NGC 5874 und NGC 5876 mit SN2024igg im Bootes

Ganz im Norden des Sternbilds Bootes knapp unterhalb der Grenze zum Sternbild Drache leuchten die beiden Spiralgalaxien NGC 5874 und NGC 5876. Auch das Umfeld ist recht nett mit helleren Galaxien besetzt. Daher wundert es mich, dass ich dieses Bildfeld noch nicht früher aufgenommen habe. Aber so war es die Supernova SN2024igg, die am 07.05.2024 von einem amerikanischen Supernovasuchprogramm entdeckt wurde, die mich in diese Gegend führte. SN2024igg leuchtete nahe des Kerns der Galaxie NGC 5876 auf und war vom Typ Ia-SC. Supernovae vom Typ Ia sind Weiße Zwerge, die in einem engen Doppelsternsystem in einer thermonuklearen Explosion ihre gesamte Masse in Energie umwandeln. Normalerweise passiert das, wenn die Weißen Zwerge etwa die 1,4-fache Sonnenmasse erreicht haben, nachdem von ihrem Partnerstern kontinuierlich Masse herübergeströmt ist. Dann passen bei der genannten Masse die Bedingungen, dass der Wasserstoff auf der Oberfläche plötzlich die Kernfusion startet, deren Fusionsfront explosionsartig durch den Stern läuft und auch dort die Fusion schwererer Elemente startet.
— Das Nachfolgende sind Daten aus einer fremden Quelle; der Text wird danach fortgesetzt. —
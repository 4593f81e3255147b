//! Provider module
//!
//! Defines the Provider trait, model-identifier routing, and the
//! adapter implementations for each upstream backend family

pub mod anthropic;
pub mod google;
pub mod openai;
pub mod openrouter;

use crate::models::chat::{ChatMessage, TokenUsage};
use async_trait::async_trait;
use std::pin::Pin;
use thiserror::Error;
use tokio_stream::Stream;

/// A boxed stream of incremental text deltas from a provider
pub type TokenStream = Pin<Box<dyn Stream<Item = Result<String, ProviderError>> + Send + 'static>>;

/// Error raised by a provider adapter for a single upstream call
///
/// Non-2xx responses keep the raw body text so the gateway's failover
/// heuristic can inspect it.
#[derive(Error, Debug)]
pub enum ProviderError {
    /// Upstream returned a non-2xx status
    #[error("API request failed: {status} - {body}")]
    Http {
        /// HTTP status code
        status: u16,
        /// Raw response body text
        body: String,
    },

    /// Transport-level failure before a status was received
    #[error("Request failed: {0}")]
    Network(String),

    /// The upstream body could not be decoded
    #[error("Invalid provider response: {0}")]
    InvalidResponse(String),

    /// The adapter does not support streaming
    #[error("Streaming is only supported for free models in this version.")]
    StreamingUnsupported,
}

impl ProviderError {
    /// Build a network error from a reqwest failure
    pub fn from_transport(err: reqwest::Error) -> Self {
        Self::Network(err.to_string())
    }
}

/// A materialized completion from a provider
#[derive(Debug, Clone)]
pub struct Completion {
    /// Assistant message text
    pub message: String,
    /// Usage statistics, when reported
    pub usage: Option<TokenUsage>,
}

/// Provider trait for upstream LLM backends
///
/// Each adapter translates a `(messages, model, credential)` triple into
/// exactly one upstream call. Streaming is optional; adapters that do
/// not support it inherit the default rejection.
#[async_trait]
pub trait Provider: Send + Sync {
    /// Get the provider name
    fn name(&self) -> &str;

    /// Send a chat completion request (non-streaming)
    async fn complete(
        &self,
        messages: &[ChatMessage],
        model: &str,
        credential: &str,
    ) -> Result<Completion, ProviderError>;

    /// Send a chat completion request (streaming)
    async fn complete_stream(
        &self,
        _messages: &[ChatMessage],
        _model: &str,
        _credential: &str,
    ) -> Result<TokenStream, ProviderError> {
        Err(ProviderError::StreamingUnsupported)
    }
}

/// Native bring-your-own-key vendor families
#[derive(Debug, Clone, Copy, PartialEq, Eq)]
pub enum Vendor {
    /// OpenAI native API
    OpenAi,
    /// Anthropic native API
    Anthropic,
    /// Google Gemini native API
    Google,
}

impl Vendor {
    /// Model-identifier prefix claimed by this vendor
    pub fn prefix(&self) -> &'static str {
        match self {
            Vendor::OpenAi => "openai/",
            Vendor::Anthropic => "anthropic/",
            Vendor::Google => "google/",
        }
    }

    /// Terminal error message when the caller supplied no key
    pub fn missing_key_message(&self) -> &'static str {
        match self {
            Vendor::OpenAi => "No OpenAI API key set.",
            Vendor::Anthropic => "No Anthropic API key set.",
            Vendor::Google => "No Google API key set.",
        }
    }

    /// All vendor variants, in routing precedence order
    pub const ALL: [Vendor; 3] = [Vendor::OpenAi, Vendor::Anthropic, Vendor::Google];
}

/// Routing class of a model identifier
#[derive(Debug, Clone, Copy, PartialEq, Eq)]
pub enum ModelRoute {
    /// Free-tier aggregator, credential pool managed
    Free,
    /// Native vendor with a caller-supplied key
    Byok(Vendor),
}

/// Resolve a model identifier to its routing class
///
/// Routing is a pure function of the identifier's prefix and suffix:
/// suffix `:free` wins first, then a known vendor prefix combined with
/// suffix `:byok`. Anything else is unroutable.
pub fn resolve_route(model_id: &str) -> Option<ModelRoute> {
    if model_id.ends_with(":free") {
        return Some(ModelRoute::Free);
    }

    if model_id.ends_with(":byok") {
        for vendor in Vendor::ALL {
            if model_id.starts_with(vendor.prefix()) {
                return Some(ModelRoute::Byok(vendor));
            }
        }
    }

    None
}

/// Strip the vendor prefix and `:byok` suffix to get the model name the
/// native API expects (`openai/gpt-4o:byok` -> `gpt-4o`)
pub fn native_model_name<'a>(model_id: &'a str, vendor: Vendor) -> &'a str {
    let name = model_id.strip_prefix(vendor.prefix()).unwrap_or(model_id);
    name.strip_suffix(":byok").unwrap_or(name)
}

pub use anthropic::AnthropicProvider;
pub use google::GoogleProvider;
pub use openai::OpenAiProvider;
pub use openrouter::OpenRouterProvider;

#[cfg(test)]
mod tests {
    use super::*;

    #[test]
    fn test_free_suffix_routes_to_aggregator() {
        assert_eq!(resolve_route("google/gemini-2.0-flash-exp:free"), Some(ModelRoute::Free));
        assert_eq!(resolve_route("deepseek/deepseek-chat-v3-0324:free"), Some(ModelRoute::Free));
    }

    #[test]
    fn test_free_suffix_wins_over_vendor_prefix() {
        // google/ is also a BYOK prefix; :free must take precedence
        assert_eq!(resolve_route("google/gemma-3-27b-it:free"), Some(ModelRoute::Free));
    }

    #[test]
    fn test_byok_routing() {
        assert_eq!(resolve_route("openai/gpt-4o:byok"), Some(ModelRoute::Byok(Vendor::OpenAi)));
        assert_eq!(
            resolve_route("anthropic/claude-4-sonnet:byok"),
            Some(ModelRoute::Byok(Vendor::Anthropic))
        );
        assert_eq!(
            resolve_route("google/gemini-2.5-pro:byok"),
            Some(ModelRoute::Byok(Vendor::Google))
        );
    }

    #[test]
    fn test_unroutable_identifiers() {
        assert_eq!(resolve_route("gpt-4o"), None);
        assert_eq!(resolve_route("mistralai/devstral-small:byok"), None);
        assert_eq!(resolve_route("openai/gpt-4o"), None);
    }

    #[test]
    fn test_native_model_name() {
        assert_eq!(native_model_name("openai/gpt-4o:byok", Vendor::OpenAi), "gpt-4o");
        assert_eq!(
            native_model_name("anthropic/claude-4-sonnet:byok", Vendor::Anthropic),
            "claude-4-sonnet"
        );
    }

    #[test]
    fn test_missing_key_messages() {
        assert_eq!(Vendor::OpenAi.missing_key_message(), "No OpenAI API key set.");
        assert_eq!(Vendor::Anthropic.missing_key_message(), "No Anthropic API key set.");
        assert_eq!(Vendor::Google.missing_key_message(), "No Google API key set.");
    }
}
Der junge indische Student Subramanyan Chandrasekhar hatte 1930 auf der Schiffspassage von Indien nach England, wo er in Cambridge weiterstudieren wollte, mal ausgerechnet, wie schwer ein Weißer Zwerg werden könne. Dabei stellte er fest, dass es eine Obergrenze für die Masse bei etwa 1,4 Sonnenmassen gab, weil der Weiße Zwerg dann schlagartig instabil wird und explodiert. Und es belibt außer Strahlung kein Rest übrig. Es dauerte eine Weile, bis alle etablierten Wissenschaftler diese, zum Teil nicht in ihr Weltbild passsende Erkenntnis akzeptierten. Auf der anderen Seite konnte man mit diesem Wissen und Einsteins Formel E = mc² aus der scheinbaren Helligkeit einer Typ-Ia-Supernova auf die Entfernung der Galaxie schließen. Und das bis in große Entfernungen, weil die Supernovae in hunderte Millionen Lichtjahre entfernten Galaxien entdeckt wurden. Mit der Zeit fand man aber Unterschiede im Spektrum und der absoluten Helligkeit einiger Supernovae. So gab es einige, die unterdurchschnittlich hell waren, und andere waren signifikant heller. Zu letzteren zählt der Typ Ia-SC, wobei SC für "Super Chandrasekhar" steht und eine größere Energiefreisetzung (=Helligkeit) beschreibt.

Der reguläre Typ Ia hat einen Anteil von über 60% an allen Typ-Ia-Supernovae. Der hellere Untertyp Ia-91T (benannt nach SN1991T) hat einen Anteil im zweistelligen Prozentbereich. Supernovae vom Typ Ia-SC sind dagegen sehr selten. Es gibt bis heute keine zweifelsfreie Erklärung für diesen Typ Supernovae. Die Verschmelzung zweier Weißer Zwerge mit zusammen mehr als 1,4 Sonnenmassen wird favorisiert, aber die bisher entwickelten Modelle dafür können noch nicht alle Beobachtungen erklären.

Zwei Wochen nach ihrer Entdeckung erreichte SN2024igg ihre maximale Helligkeit von 14,4 mag, um danach an Glanz einzubüßen. Als ich einen Monat nach der Entdeckung SN2024igg ablichten konnte, war ihre Helligkeit leicht auf 15 mag gefallen. NGC 5876 ist eine Balkenspirale in einer Entfernung von 145 Millionen Lichtjahren, wenn man die Rotverschiebung zugrunde legt, bzw. 215 Millionen Lichtjahren, wenn man die weithin akzepierte, empirische Methode nach Tully und Fisher benutzt. Wenn man annimmt, dass NGC 5876 mit NGC 5874 (außerhalb des oben gezeigten Ausschnitts) eine Gruppe bildet, dann sollte die Entfernung beider Galaxien bei ungefähr 150 Millionen Lichtjahren liegen. Für NGC 5874 wird eine Entfernung von 142 Millionen Lichtjahren aus der Rotverschiebung und von 162 Millionen Lichtjahren nach Tully Fisher abgeleitet. Allerdings haben dieselben Autoren, die bei NGC 5876 die mehr als 200 Millionen Lichtjahre ermittelt haben, auch bei NGC 5874 gleich hohe Werte ermittelt. Es ist bei der Methode nach Tully-Fisher bisweilen auffällig, dass verschiedene Autoren sehr unterschiedliche Ergebnisse erhalten, die um 100% differieren können, und das selbst bei gleichen Werten für die Hubblekonstante, die in die Berechnungen einflossen.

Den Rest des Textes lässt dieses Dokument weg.